Dataset extract.
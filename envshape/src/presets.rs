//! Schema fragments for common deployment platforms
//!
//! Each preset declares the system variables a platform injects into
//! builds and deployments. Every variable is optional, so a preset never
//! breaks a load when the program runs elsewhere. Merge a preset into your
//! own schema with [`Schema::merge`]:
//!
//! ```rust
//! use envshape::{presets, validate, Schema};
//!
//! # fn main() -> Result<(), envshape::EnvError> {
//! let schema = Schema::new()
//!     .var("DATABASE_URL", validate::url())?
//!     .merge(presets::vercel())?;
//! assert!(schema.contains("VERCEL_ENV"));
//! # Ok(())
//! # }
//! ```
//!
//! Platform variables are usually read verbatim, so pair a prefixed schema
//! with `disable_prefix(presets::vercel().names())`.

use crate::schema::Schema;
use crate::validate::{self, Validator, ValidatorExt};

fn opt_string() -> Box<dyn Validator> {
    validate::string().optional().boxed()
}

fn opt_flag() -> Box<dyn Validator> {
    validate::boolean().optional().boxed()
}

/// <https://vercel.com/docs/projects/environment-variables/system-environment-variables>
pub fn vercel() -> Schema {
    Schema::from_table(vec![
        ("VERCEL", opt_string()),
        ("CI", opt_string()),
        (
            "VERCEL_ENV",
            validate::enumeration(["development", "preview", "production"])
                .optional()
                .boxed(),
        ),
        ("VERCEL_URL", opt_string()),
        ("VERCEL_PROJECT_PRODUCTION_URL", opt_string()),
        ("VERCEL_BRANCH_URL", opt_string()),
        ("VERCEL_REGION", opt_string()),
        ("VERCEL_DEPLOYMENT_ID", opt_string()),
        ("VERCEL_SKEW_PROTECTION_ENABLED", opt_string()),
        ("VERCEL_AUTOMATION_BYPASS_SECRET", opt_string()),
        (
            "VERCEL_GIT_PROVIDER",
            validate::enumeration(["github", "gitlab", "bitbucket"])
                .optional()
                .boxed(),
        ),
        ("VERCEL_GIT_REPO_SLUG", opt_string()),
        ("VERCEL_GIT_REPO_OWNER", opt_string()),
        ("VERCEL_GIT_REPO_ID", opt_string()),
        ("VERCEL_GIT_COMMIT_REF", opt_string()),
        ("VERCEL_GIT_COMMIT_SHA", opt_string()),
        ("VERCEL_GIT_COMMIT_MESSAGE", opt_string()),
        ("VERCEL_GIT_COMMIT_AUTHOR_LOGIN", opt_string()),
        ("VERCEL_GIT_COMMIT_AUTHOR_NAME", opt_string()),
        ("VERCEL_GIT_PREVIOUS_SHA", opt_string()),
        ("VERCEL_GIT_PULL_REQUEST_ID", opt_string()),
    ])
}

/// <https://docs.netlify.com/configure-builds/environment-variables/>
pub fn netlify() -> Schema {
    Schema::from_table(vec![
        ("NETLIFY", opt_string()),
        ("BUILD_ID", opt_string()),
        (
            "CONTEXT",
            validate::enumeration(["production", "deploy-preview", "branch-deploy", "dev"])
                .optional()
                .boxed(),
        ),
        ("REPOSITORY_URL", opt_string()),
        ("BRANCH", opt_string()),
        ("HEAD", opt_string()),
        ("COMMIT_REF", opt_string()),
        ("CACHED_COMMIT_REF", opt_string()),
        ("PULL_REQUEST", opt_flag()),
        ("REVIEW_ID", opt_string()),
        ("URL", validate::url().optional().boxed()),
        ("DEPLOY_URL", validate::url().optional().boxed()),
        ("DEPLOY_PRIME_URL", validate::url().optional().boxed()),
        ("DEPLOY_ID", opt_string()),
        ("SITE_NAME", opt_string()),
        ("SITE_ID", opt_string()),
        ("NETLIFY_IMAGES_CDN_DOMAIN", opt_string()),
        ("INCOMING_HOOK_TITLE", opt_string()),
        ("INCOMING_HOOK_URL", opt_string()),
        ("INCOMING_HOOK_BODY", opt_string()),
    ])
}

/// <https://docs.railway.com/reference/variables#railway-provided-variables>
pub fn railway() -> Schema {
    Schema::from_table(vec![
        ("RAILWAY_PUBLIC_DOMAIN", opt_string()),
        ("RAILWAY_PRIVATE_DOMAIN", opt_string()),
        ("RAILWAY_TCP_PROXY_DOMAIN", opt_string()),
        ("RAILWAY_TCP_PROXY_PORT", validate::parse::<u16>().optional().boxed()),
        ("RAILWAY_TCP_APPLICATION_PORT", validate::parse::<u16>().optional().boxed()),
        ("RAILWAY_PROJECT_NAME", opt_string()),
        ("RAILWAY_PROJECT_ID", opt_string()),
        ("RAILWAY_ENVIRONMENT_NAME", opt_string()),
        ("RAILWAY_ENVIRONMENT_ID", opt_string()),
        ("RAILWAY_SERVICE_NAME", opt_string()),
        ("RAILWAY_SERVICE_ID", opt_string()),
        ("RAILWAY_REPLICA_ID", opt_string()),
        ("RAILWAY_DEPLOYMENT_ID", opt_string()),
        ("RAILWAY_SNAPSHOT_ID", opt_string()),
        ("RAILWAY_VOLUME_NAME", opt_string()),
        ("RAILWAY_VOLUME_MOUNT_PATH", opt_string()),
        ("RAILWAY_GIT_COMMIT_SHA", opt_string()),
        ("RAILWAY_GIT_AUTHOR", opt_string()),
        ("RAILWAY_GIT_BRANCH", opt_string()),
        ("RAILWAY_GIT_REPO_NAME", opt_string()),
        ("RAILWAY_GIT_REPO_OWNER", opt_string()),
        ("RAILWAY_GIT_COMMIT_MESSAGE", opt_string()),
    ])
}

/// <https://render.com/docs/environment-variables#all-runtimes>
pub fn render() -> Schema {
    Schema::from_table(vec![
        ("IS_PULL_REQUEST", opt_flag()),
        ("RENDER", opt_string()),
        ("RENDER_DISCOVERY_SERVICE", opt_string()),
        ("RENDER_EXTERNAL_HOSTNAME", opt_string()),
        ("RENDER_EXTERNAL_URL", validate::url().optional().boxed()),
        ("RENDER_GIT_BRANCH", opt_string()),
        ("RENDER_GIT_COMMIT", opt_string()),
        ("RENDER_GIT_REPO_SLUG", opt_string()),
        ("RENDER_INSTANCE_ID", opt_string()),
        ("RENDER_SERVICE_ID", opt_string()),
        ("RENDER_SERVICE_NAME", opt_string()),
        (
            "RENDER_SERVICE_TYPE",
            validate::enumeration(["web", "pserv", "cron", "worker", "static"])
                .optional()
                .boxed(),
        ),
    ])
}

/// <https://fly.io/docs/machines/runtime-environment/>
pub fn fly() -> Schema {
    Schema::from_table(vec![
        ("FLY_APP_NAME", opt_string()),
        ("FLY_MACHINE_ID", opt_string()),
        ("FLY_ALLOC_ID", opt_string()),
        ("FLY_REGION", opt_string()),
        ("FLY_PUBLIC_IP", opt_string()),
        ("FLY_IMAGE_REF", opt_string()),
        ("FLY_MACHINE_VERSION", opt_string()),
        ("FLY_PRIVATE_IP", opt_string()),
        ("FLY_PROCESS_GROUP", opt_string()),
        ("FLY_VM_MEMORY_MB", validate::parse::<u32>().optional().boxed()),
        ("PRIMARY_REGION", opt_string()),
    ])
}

Goal of the exercise. Line count for the string "into": state how many lines in the data contain it, and output nothing else.

Exercise response. 2